Edwards argues that our holding in Phillips does not extend to the FDCPA because FTCA plaintiffs may only bring claims in federal court, whereas the FDCPA permits claims to be filed in state and federal court. And he points out that the FTCA involves a specific waiver of sovereign immunity, which the FDCPA does not include, and therefore the FTCA's statute of limitations provision is construed more strictly than the one at issue here. But Edwards does not present any authority showing that either distinction matters. Moreover, other circuits have also reached the same holding as Phillips outside the FTCA context. See, e.g., E.E.O.C. v. W.H. Braum, Inc., 347 F.3d 1192, 1201 (10th Cir. 2003) (explaining that "[t]he federal scheme is complete and it is inappropriate to import state statutes of limitations, such as a savings clause, to time-bar an individual aggrieved employee under the ADA"); Beck v. Caterpillar Inc., 50 F.3d 405, 407 (7th Cir. 1995) ("Where, as [in this hybrid suit under § 301 of the Labor Management Relations Act], the plaintiff voluntarily dismisses a lawsuit which was brought in federal court, asserts a purely federal claim, and is subject to a federal statute of limitations, state savings statutes do not apply."); Garrison v. Int'l Paper Co., 714 F.2d 757, 759 n.2 (8th Cir. 1983) (noting that "[b]ecause Title VII actions are governed by a federal statute of limitations, the Arkansas saving clause is inapplicable").

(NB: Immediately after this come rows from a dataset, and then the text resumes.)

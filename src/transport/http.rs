//! reqwest-backed transport against `<origin>/api/<path>`.

use async_trait::async_trait;
use serde_json::Value;
use tracing::{debug, warn};

use super::{body_message, Body, Request, Transport, Verb};
use crate::config::ClientConfig;
use crate::cookies::CookieJar;
use crate::error::TransportError;

/// Bearer value sent when the auth cookie is absent. The backend rejects it;
/// nothing is validated client-side.
const MISSING_TOKEN: &str = "undefined";

#[derive(Debug, Clone)]
pub struct HttpTransport {
    client: reqwest::Client,
    config: ClientConfig,
    cookies: CookieJar,
}

impl HttpTransport {
    pub fn new(config: ClientConfig, cookies: CookieJar) -> Result<Self, TransportError> {
        let mut builder = reqwest::Client::builder();
        if let Some(timeout) = config.timeout() {
            builder = builder.timeout(timeout);
        }
        let client = builder
            .build()
            .map_err(|e| TransportError::Network(e.to_string()))?;
        Ok(Self {
            client,
            config,
            cookies,
        })
    }

    pub fn config(&self) -> &ClientConfig {
        &self.config
    }

    pub fn cookies(&self) -> &CookieJar {
        &self.cookies
    }

    fn method(verb: Verb) -> reqwest::Method {
        match verb {
            Verb::Get => reqwest::Method::GET,
            Verb::Post => reqwest::Method::POST,
            Verb::Put => reqwest::Method::PUT,
            Verb::Delete => reqwest::Method::DELETE,
        }
    }
}

#[async_trait]
impl Transport for HttpTransport {
    async fn send(&self, request: Request) -> Result<Value, TransportError> {
        let url = self.config.endpoint(&request.path);
        debug!(method = request.method.as_str(), %url, auth = request.auth, "sending request");

        let mut builder = self.client.request(Self::method(request.method), &url);
        if !request.query.is_empty() {
            builder = builder.query(&request.query);
        }
        if request.auth {
            let token = self
                .cookies
                .get(&self.config.auth_cookie)
                .unwrap_or_else(|| MISSING_TOKEN.to_string());
            builder = builder.bearer_auth(token);
        }
        builder = match request.body {
            Body::Empty => builder,
            Body::Json(value) => builder.json(&value),
            Body::Multipart(form) => builder.multipart(form.into_reqwest()?),
        };

        let response = builder
            .send()
            .await
            .map_err(|e| TransportError::Network(e.to_string()))?;
        let status = response.status();
        let bytes = response
            .bytes()
            .await
            .map_err(|e| TransportError::Network(e.to_string()))?;
        debug!(%url, status = status.as_u16(), len = bytes.len(), "response received");

        if !status.is_success() {
            let message = serde_json::from_slice::<Value>(&bytes)
                .ok()
                .as_ref()
                .and_then(body_message);
            warn!(%url, status = status.as_u16(), ?message, "request failed");
            return Err(TransportError::Status {
                status: status.as_u16(),
                message,
            });
        }

        if bytes.is_empty() {
            return Ok(Value::Null);
        }
        Ok(serde_json::from_slice(&bytes)?)
    }
}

Instead of following Phillips, Edwards urges to rely on Arias v. Cameron, 776 F.3d 1262 (11th Cir. 2015). In Arias, we held that a district court did not abuse its discretion by allowing the plaintiff to voluntarily dismiss his state law tort claim, which had been removed to federal court by the defendants, regardless of whether dismissal prejudiced defendants by stripping the defendants' statute of limitations defense. Id. at 1273. In reaching that conclusion, we observed that the defendant would likely not have had a statute of limitations defense if the defendant had not removed the case to federal court because the plaintiff could have invoked Georgia's renewal statute in state court. Id. at 1272. Thus, Edwards claims that Solomon and Solomon created the statute of limitations defense by removing his claims to federal court and if they had not, his suit would have been timely under Georgia law.
Edwards's reliance on Arias is misplaced. Unlike this case, which concerns a federal claim where Congress has set the applicable statute of limitations, Arias concerned a state law tort claim where the state legislature set the statute of limitations. Id. at 1265. Thus, Arias is of no help to Edwards.
In conclusion, because the Georgia renewal statute does not apply to federal causes of action where Congress expressly set a limitations period, such as the FDCPA, we affirm the district court's dismissal of his complaint.
AFFIRMED.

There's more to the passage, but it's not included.